Standardization of the Recipe for the Large-Scale Production of Korean Cooked Rice Varieties- Bibimbab, Bean Sprout Bab, and Fried Rice -

한식 밥류의 대량생산 표준레시피 개발 - 비빔밥, 콩나물밥, 볶음밥 -

  • Han, Kyung-Soo (Department of Foodservice & Culinary Management, Kyonggi University) ;
  • Pyo, Seung-Hui (Department of Foodservice & Culinary Management, Kyonggi University) ;
  • Lee, Eun-Jung (Department of Hotel & Restaurant Management, Shinheung College) ;
  • Lee, Hyun-A (Department of Foodservice & Culinary Management, Kyonggi University)
  • 한경수 (경기대학교 외식조리학과) ;
  • 표승희 (경기대학교 외식조리학과) ;
  • 이은정 (신흥대학 호텔외식경영과) ;
  • 이현아 (경기대학교 외식조리학과)
  • Published : 2008.10.31

Abstract

The principal objective of this study was to develop a standardized recipe for the large-scale production of Bibimbab, bean sprout bab, and fried rice. The recipe was standardized as follows. We collected and recorded the quantities of ingredients and production procedures currently used by cooks in the contracted foodservice management company and in hotel-based Korean restaurants. According to the food preferences of Koreans, we selected 3 rices; Bibimbab, bean sprout bab, and fried rice. We then developed a revised recipe and evaluation form. Our sensory evaluation was conducted by 30 taste panels using a JAR(just- about-right) scale.

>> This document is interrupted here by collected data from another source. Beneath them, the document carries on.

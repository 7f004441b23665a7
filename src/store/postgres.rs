use async_trait::async_trait;
use sqlx::{postgres::PgPoolOptions, PgPool, Row};
use tracing::info;

use super::{GameStore, PutCondition, ScanFilter, ScanPage, StoreError, StoreItem};

/// Durable store backend. One `game_items` table keyed by (pk, sk) with a
/// jsonb attribute column.
pub struct PostgresGameStore {
    pool: PgPool,
}

impl PostgresGameStore {
    pub fn new(pool: PgPool) -> Self {
        Self { pool }
    }

    pub async fn connect(database_url: &str) -> Result<Self, StoreError> {
        let pool = PgPoolOptions::new()
            .max_connections(16)
            .connect(database_url)
            .await?;

        sqlx::migrate!("./migrations")
            .run(&pool)
            .await
            .map_err(|e| StoreError::Migration(e.to_string()))?;
        info!("Game store migrations applied");

        Ok(Self::new(pool))
    }

    fn item_from_row(row: &sqlx::postgres::PgRow) -> Result<StoreItem, StoreError> {
        Ok(StoreItem::new(
            row.try_get("pk")?,
            row.try_get("sk")?,
            row.try_get("item")?,
        ))
    }
}

#[async_trait]
impl GameStore for PostgresGameStore {
    async fn get_item(&self, pk: &str, sk: &str) -> Result<Option<StoreItem>, StoreError> {
        let row = sqlx::query("SELECT pk, sk, item FROM game_items WHERE pk = $1 AND sk = $2")
            .bind(pk)
            .bind(sk)
            .fetch_optional(&self.pool)
            .await?;

        row.as_ref().map(Self::item_from_row).transpose()
    }

    async fn put_item(&self, item: StoreItem, condition: PutCondition) -> Result<(), StoreError> {
        match condition {
            PutCondition::IfNotExists => {
                let result = sqlx::query(
                    "INSERT INTO game_items (pk, sk, item) VALUES ($1, $2, $3) \
                     ON CONFLICT (pk, sk) DO NOTHING",
                )
                .bind(&item.pk)
                .bind(&item.sk)
                .bind(&item.attributes)
                .execute(&self.pool)
                .await?;

                if result.rows_affected() == 0 {
                    return Err(StoreError::ConditionFailed);
                }
            }
            PutCondition::None => {
                sqlx::query(
                    "INSERT INTO game_items (pk, sk, item) VALUES ($1, $2, $3) \
                     ON CONFLICT (pk, sk) DO UPDATE SET item = EXCLUDED.item",
                )
                .bind(&item.pk)
                .bind(&item.sk)
                .bind(&item.attributes)
                .execute(&self.pool)
                .await?;
            }
        }
        Ok(())
    }

    async fn query(&self, pk: &str, sk_prefix: &str) -> Result<Vec<StoreItem>, StoreError> {
        let rows = sqlx::query(
            "SELECT pk, sk, item FROM game_items \
             WHERE pk = $1 AND sk LIKE $2 || '%' ORDER BY sk",
        )
        .bind(pk)
        .bind(sk_prefix)
        .fetch_all(&self.pool)
        .await?;

        rows.iter().map(Self::item_from_row).collect()
    }

    async fn scan(
        &self,
        filter: &ScanFilter,
        page_size: u32,
        cursor: Option<String>,
    ) -> Result<ScanPage, StoreError> {
        let rows = sqlx::query(
            "SELECT pk, sk, item FROM game_items \
             WHERE pk LIKE $1 || '%' AND sk = $2 AND ($3::text IS NULL OR pk > $3) \
             ORDER BY pk LIMIT $4",
        )
        .bind(&filter.pk_prefix)
        .bind(&filter.sk)
        .bind(cursor.as_deref())
        .bind(i64::from(page_size))
        .fetch_all(&self.pool)
        .await?;

        let items = rows
            .iter()
            .map(Self::item_from_row)
            .collect::<Result<Vec<_>, _>>()?;

        let next_cursor = if items.len() as u32 == page_size {
            items.last().map(|item| item.pk.clone())
        } else {
            None
        };

        Ok(ScanPage { items, next_cursor })
    }
}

We developed a standardized recipe for 3 rices. Yield, portion size, temperature, preparation time, equipment, cost, ingredients, weight of ingredients, method, and critical point were recorded in the developed recipe. We utilized the factor method and the percentage method for recipe adjustments, and we devised a direct measurement table for Bibimbab, bean sprout bab, and fried rice.